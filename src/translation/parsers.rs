pub(super) fn is_line_comment_start(bytes: &[u8], idx: usize) -> bool {
    bytes.get(idx) == Some(&b'-') && bytes.get(idx + 1) == Some(&b'-')
}

pub(super) fn is_block_comment_start(bytes: &[u8], idx: usize) -> bool {
    bytes.get(idx) == Some(&b'/') && bytes.get(idx + 1) == Some(&b'*')
}

pub(super) fn is_block_comment_end(bytes: &[u8], idx: usize) -> bool {
    bytes.get(idx) == Some(&b'*') && bytes.get(idx + 1) == Some(&b'/')
}

/// Recognize an opening `$tag$` (or `$$`) at `start`.
///
/// Returns the tag and the index of the closing `$` of the opener. Tags cannot start with a
/// digit, which keeps `$1` out of this path.
pub(super) fn try_start_dollar_quote(bytes: &[u8], start: usize) -> Option<(String, usize)> {
    if bytes.get(start + 1).is_some_and(u8::is_ascii_digit) {
        return None;
    }
    let mut idx = start + 1;
    while idx < bytes.len() && bytes[idx] != b'$' {
        let b = bytes[idx];
        if !(b.is_ascii_alphanumeric() || b == b'_') {
            return None;
        }
        idx += 1;
    }

    if idx < bytes.len() && bytes[idx] == b'$' {
        let tag = String::from_utf8(bytes[start + 1..idx].to_vec()).ok()?;
        Some((tag, idx))
    } else {
        None
    }
}

/// Whether `$tag$` closes at `idx`.
pub(super) fn matches_tag(bytes: &[u8], idx: usize, tag: &str) -> bool {
    let start = idx + 1;
    let end = start + tag.len();
    bytes.get(start..end) == Some(tag.as_bytes()) && bytes.get(end) == Some(&b'$')
}

fn is_ident_start(b: u8) -> bool {
    b.is_ascii_alphabetic() || b == b'_'
}

fn is_ident_continue(b: u8) -> bool {
    b.is_ascii_alphanumeric() || b == b'_'
}

/// Scan a named-marker identifier starting at `start` (just past the `:`).
///
/// Accepts dotted paths like `user.address.city`; a trailing `.` is left out. Returns the
/// exclusive end index.
pub(super) fn scan_identifier(bytes: &[u8], start: usize) -> Option<usize> {
    if !bytes.get(start).copied().is_some_and(is_ident_start) {
        return None;
    }
    let mut idx = start + 1;
    loop {
        while bytes.get(idx).copied().is_some_and(is_ident_continue) {
            idx += 1;
        }
        let dotted = bytes.get(idx) == Some(&b'.')
            && bytes.get(idx + 1).copied().is_some_and(is_ident_continue);
        if !dotted {
            return Some(idx);
        }
        idx += 1;
    }
}
/// Deserializes a record's current fields with the columns of a row laid over them.
///
/// Columns win; fields the row does not mention keep their serialized value. This is what
/// lets `INSERT ... RETURNING id` fill in just the id of an otherwise complete record.
pub(crate) struct OverlayDeserializer<'de> {
    row: &'de CustomDbRow,
    base: &'de serde_json::Map<String, serde_json::Value>,
}

impl<'de> OverlayDeserializer<'de> {
    pub(crate) fn new(
        row: &'de CustomDbRow,
        base: &'de serde_json::Map<String, serde_json::Value>,
    ) -> Self {
        Self { row, base }
    }
}

impl<'de> Deserializer<'de> for OverlayDeserializer<'de> {
    type Error = SqlTemplateError;

    fn deserialize_any<V: Visitor<'de>>(self, visitor: V) -> Result<V::Value, Self::Error> {
        let row: &'de CustomDbRow = self.row;
        visitor.visit_map(OverlayMap {
            columns: RowMap {
                row,
                width: row.column_names.len().min(row.rows.len()),
                idx: 0,
                value: None,
            },
            row,
            base: self.base.iter(),
            field: None,
        })
    }

    forward_to_deserialize_any! {
        bool i8 i16 i32 i64 i128 u8 u16 u32 u64 u128 f32 f64 char str string
        bytes byte_buf option unit unit_struct newtype_struct seq tuple
        tuple_struct map struct enum identifier ignored_any
    }
}

struct OverlayMap<'de> {
    columns: RowMap<'de>,
    row: &'de CustomDbRow,
    base: serde_json::map::Iter<'de>,
    field: Option<&'de serde_json::Value>,
}

impl<'de> MapAccess<'de> for OverlayMap<'de> {
    type Error = SqlTemplateError;

    fn next_key_seed<K: DeserializeSeed<'de>>(
        &mut self,
        seed: K,
    ) -> Result<Option<K::Value>, Self::Error> {
        self.columns.skip_repeated();
        if self.columns.idx < self.columns.width {
            return self.columns.next_key_seed(seed);
        }
        self.next_base_key(seed)
    }

    fn next_value_seed<V: DeserializeSeed<'de>>(
        &mut self,
        seed: V,
    ) -> Result<V::Value, Self::Error> {
        match self.field.take() {
            Some(field) => seed.deserialize(field).map_err(|e| json_error(&e)),
            None => self.columns.next_value_seed(seed),
        }
    }
}

impl<'de> OverlayMap<'de> {
    fn next_base_key<K: DeserializeSeed<'de>>(
        &mut self,
        seed: K,
    ) -> Result<Option<K::Value>, SqlTemplateError> {
        let row: &'de CustomDbRow = self.row;
        for (key, value) in self.base.by_ref() {
            if row.get_column_index(key).is_some() {
                continue;
            }
            self.field = Some(value);
            return seed
                .deserialize(BorrowedStrDeserializer::new(key.as_str()))
                .map(Some);
        }
        Ok(None)
    }
}

/// Numbers that arrive as text (untyped Postgres parameters echoed back, `SQLite` text
/// affinity) are parsed before they reach the visitor; the visitor still range-checks.
macro_rules! deserialize_number_from_text {
    ($($method:ident => $wide:ty, $visit:ident;)*) => {
        $(
            fn $method<V: Visitor<'de>>(self, visitor: V) -> Result<V::Value, Self::Error> {
                match self.value {
                    RowValues::Text(s) => match s.trim().parse::<$wide>() {
                        Ok(n) => visitor.$visit(n),
                        Err(_) => Err(SqlTemplateError::ScanError(format!(
                            "cannot read `{s}` as {}",
                            stringify!($wide)
                        ))),
                    },
                    _ => self.deserialize_any(visitor),
                }
            }
        )*
    };
}

/// Deserializes one column value.
pub(crate) struct ValueDeserializer<'de> {
    value: &'de RowValues,
}

impl<'de> ValueDeserializer<'de> {
    pub(crate) fn new(value: &'de RowValues) -> Self {
        Self { value }
    }

    /// JSON stored as text (SQLite has no JSON type) parsed for structured targets.
    fn structured(&self) -> Result<Option<serde_json::Value>, SqlTemplateError> {
        match self.value {
            RowValues::Text(s) => serde_json::from_str(s).map(Some).map_err(|e| json_error(&e)),
            _ => Ok(None),
        }
    }
}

▬▬▬▬▬▬▬▬▬▬

Aim of the exercise:
The whole set of records needs to be written out exactly.

Answer for this exercise:
filename src/translation/parsers.rs
pub(super) fn is_line_comment_start(bytes: &[u8], idx: usize) -> bool {
    bytes.get(idx) == Some(&b'-') && bytes.get(idx + 1) == Some(&b'-')
}

pub(super) fn is_block_comment_start(bytes: &[u8], idx: usize) -> bool {
    bytes.get(idx) == Some(&b'/') && bytes.get(idx + 1) == Some(&b'*')
}

pub(super) fn is_block_comment_end(bytes: &[u8], idx: usize) -> bool {
    bytes.get(idx) == Some(&b'*') && bytes.get(idx + 1) == Some(&b'/')
}

/// Recognize an opening `$tag$` (or `$$`) at `start`.
///
/// Returns the tag and the index of the closing `$` of the opener. Tags cannot start with a
/// digit, which keeps `$1` out of this path.
pub(super) fn try_start_dollar_quote(bytes: &[u8], start: usize) -> Option<(String, usize)> {
    if bytes.get(start + 1).is_some_and(u8::is_ascii_digit) {
        return None;
    }
    let mut idx = start + 1;
    while idx < bytes.len() && bytes[idx] != b'$' {
        let b = bytes[idx];
        if !(b.is_ascii_alphanumeric() || b == b'_') {
            return None;
        }
        idx += 1;
    }

    if idx < bytes.len() && bytes[idx] == b'$' {
        let tag = String::from_utf8(bytes[start + 1..idx].to_vec()).ok()?;
        Some((tag, idx))
    } else {
        None
    }
}

/// Whether `$tag$` closes at `idx`.
pub(super) fn matches_tag(bytes: &[u8], idx: usize, tag: &str) -> bool {
    let start = idx + 1;
    let end = start + tag.len();
    bytes.get(start..end) == Some(tag.as_bytes()) && bytes.get(end) == Some(&b'$')
}

fn is_ident_start(b: u8) -> bool {
    b.is_ascii_alphabetic() || b == b'_'
}

fn is_ident_continue(b: u8) -> bool {
    b.is_ascii_alphanumeric() || b == b'_'
}

/// Scan a named-marker identifier starting at `start` (just past the `:`).
///
/// Accepts dotted paths like `user.address.city`; a trailing `.` is left out. Returns the
/// exclusive end index.
pub(super) fn scan_identifier(bytes: &[u8], start: usize) -> Option<usize> {
    if !bytes.get(start).copied().is_some_and(is_ident_start) {
        return None;
    }
    let mut idx = start + 1;
    loop {
        while bytes.get(idx).copied().is_some_and(is_ident_continue) {
            idx += 1;
        }
        let dotted = bytes.get(idx) == Some(&b'.')
            && bytes.get(idx + 1).copied().is_some_and(is_ident_continue);
        if !dotted {
            return Some(idx);
        }
        idx += 1;
    }
}
/// Deserializes a record's current fields with the columns of a row laid over them.
///
/// Columns win; fields the row does not mention keep their serialized value. This is what
/// lets `INSERT ... RETURNING id` fill in just the id of an otherwise complete record.
pub(crate) struct OverlayDeserializer<'de> {
    row: &'de CustomDbRow,
    base: &'de serde_json::Map<String, serde_json::Value>,
}

impl<'de> OverlayDeserializer<'de> {
    pub(crate) fn new(
        row: &'de CustomDbRow,
        base: &'de serde_json::Map<String, serde_json::Value>,
    ) -> Self {
        Self { row, base }
    }
}

impl<'de> Deserializer<'de> for OverlayDeserializer<'de> {
    type Error = SqlTemplateError;

    fn deserialize_any<V: Visitor<'de>>(self, visitor: V) -> Result<V::Value, Self::Error> {
        let row: &'de CustomDbRow = self.row;
        visitor.visit_map(OverlayMap {
            columns: RowMap {
                row,
                width: row.column_names.len().min(row.rows.len()),
                idx: 0,
                value: None,
            },
            row,
            base: self.base.iter(),
            field: None,
        })
    }

    forward_to_deserialize_any! {
        bool i8 i16 i32 i64 i128 u8 u16 u32 u64 u128 f32 f64 char str string
        bytes byte_buf option unit unit_struct newtype_struct seq tuple
        tuple_struct map struct enum identifier ignored_any
    }
}

struct OverlayMap<'de> {
    columns: RowMap<'de>,
    row: &'de CustomDbRow,
    base: serde_json::map::Iter<'de>,
    field: Option<&'de serde_json::Value>,
}

impl<'de> MapAccess<'de> for OverlayMap<'de> {
    type Error = SqlTemplateError;

    fn next_key_seed<K: DeserializeSeed<'de>>(
        &mut self,
        seed: K,
    ) -> Result<Option<K::Value>, Self::Error> {
        self.columns.skip_repeated();
        if self.columns.idx < self.columns.width {
            return self.columns.next_key_seed(seed);
        }
        self.next_base_key(seed)
    }

    fn next_value_seed<V: DeserializeSeed<'de>>(
        &mut self,
        seed: V,
    ) -> Result<V::Value, Self::Error> {
        match self.field.take() {
            Some(field) => seed.deserialize(field).map_err(|e| json_error(&e)),
            None => self.columns.next_value_seed(seed),
        }
    }
}

impl<'de> OverlayMap<'de> {
    fn next_base_key<K: DeserializeSeed<'de>>(
        &mut self,
        seed: K,
    ) -> Result<Option<K::Value>, SqlTemplateError> {
        let row: &'de CustomDbRow = self.row;
        for (key, value) in self.base.by_ref() {
            if row.get_column_index(key).is_some() {
                continue;
            }
            self.field = Some(value);
            return seed
                .deserialize(BorrowedStrDeserializer::new(key.as_str()))
                .map(Some);
        }
        Ok(None)
    }
}

/// Numbers that arrive as text (untyped Postgres parameters echoed back, `SQLite` text
/// affinity) are parsed before they reach the visitor; the visitor still range-checks.
macro_rules! deserialize_number_from_text {
    ($($method:ident => $wide:ty, $visit:ident;)*) => {
        $(
            fn $method<V: Visitor<'de>>(self, visitor: V) -> Result<V::Value, Self::Error> {
                match self.value {
                    RowValues::Text(s) => match s.trim().parse::<$wide>() {
                        Ok(n) => visitor.$visit(n),
                        Err(_) => Err(SqlTemplateError::ScanError(format!(
                            "cannot read `{s}` as {}",
                            stringify!($wide)
                        ))),
                    },
                    _ => self.deserialize_any(visitor),
                }
            }
        )*
    };
}

/// Deserializes one column value.
pub(crate) struct ValueDeserializer<'de> {
    value: &'de RowValues,
}

impl<'de> ValueDeserializer<'de> {
    pub(crate) fn new(value: &'de RowValues) -> Self {
        Self { value }
    }

    /// JSON stored as text (SQLite has no JSON type) parsed for structured targets.
    fn structured(&self) -> Result<Option<serde_json::Value>, SqlTemplateError> {
        match self.value {
            RowValues::Text(s) => serde_json::from_str(s).map(Some).map_err(|e| json_error(&e)),
            _ => Ok(None),
        }
    }
}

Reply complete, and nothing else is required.